== Records shown ==

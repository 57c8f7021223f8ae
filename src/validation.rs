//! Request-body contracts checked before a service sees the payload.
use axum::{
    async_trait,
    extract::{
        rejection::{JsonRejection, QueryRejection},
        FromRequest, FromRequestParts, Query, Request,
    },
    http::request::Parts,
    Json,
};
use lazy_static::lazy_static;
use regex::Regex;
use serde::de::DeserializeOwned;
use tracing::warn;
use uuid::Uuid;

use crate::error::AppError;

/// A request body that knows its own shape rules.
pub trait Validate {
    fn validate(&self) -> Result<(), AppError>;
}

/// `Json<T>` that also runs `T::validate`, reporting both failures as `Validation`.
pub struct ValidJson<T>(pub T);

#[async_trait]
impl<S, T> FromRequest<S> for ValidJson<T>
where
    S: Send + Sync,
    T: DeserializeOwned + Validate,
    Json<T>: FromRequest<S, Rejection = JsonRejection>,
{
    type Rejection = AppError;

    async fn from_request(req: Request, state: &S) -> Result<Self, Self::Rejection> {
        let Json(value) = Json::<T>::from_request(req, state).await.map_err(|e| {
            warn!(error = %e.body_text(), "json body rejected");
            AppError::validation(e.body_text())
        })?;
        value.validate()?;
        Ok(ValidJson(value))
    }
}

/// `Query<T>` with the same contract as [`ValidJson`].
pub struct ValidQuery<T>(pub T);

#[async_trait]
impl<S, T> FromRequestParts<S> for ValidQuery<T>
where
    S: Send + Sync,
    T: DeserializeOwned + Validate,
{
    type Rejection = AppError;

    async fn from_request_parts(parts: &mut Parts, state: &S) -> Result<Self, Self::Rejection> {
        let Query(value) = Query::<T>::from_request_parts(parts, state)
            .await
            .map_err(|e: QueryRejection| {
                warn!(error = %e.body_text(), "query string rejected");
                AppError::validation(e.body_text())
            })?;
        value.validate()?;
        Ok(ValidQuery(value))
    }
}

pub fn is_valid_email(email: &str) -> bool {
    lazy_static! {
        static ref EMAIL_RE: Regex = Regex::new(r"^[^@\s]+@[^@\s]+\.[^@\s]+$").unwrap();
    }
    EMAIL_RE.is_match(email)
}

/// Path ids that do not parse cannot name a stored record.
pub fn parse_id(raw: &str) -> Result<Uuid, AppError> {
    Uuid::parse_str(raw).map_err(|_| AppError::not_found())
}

===
== Records shown ==

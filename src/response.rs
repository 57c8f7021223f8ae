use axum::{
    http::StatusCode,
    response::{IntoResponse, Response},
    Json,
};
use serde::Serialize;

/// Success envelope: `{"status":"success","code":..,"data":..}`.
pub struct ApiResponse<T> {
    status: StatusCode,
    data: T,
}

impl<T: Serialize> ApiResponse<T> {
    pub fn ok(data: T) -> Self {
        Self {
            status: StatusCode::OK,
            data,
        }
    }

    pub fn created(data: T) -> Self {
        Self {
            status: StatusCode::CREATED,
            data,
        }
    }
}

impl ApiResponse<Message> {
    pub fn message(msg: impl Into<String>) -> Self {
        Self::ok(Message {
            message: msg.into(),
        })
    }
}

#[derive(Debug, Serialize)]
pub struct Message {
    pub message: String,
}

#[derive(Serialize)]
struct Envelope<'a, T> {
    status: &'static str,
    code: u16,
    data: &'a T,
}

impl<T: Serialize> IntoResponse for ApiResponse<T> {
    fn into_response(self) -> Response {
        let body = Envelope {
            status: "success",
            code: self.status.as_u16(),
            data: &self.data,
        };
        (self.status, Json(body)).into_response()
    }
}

===

What the task requires | Among the lines of the listing, count those holding the string "ValidQuery" and reply with the count only.

Output of the task | 3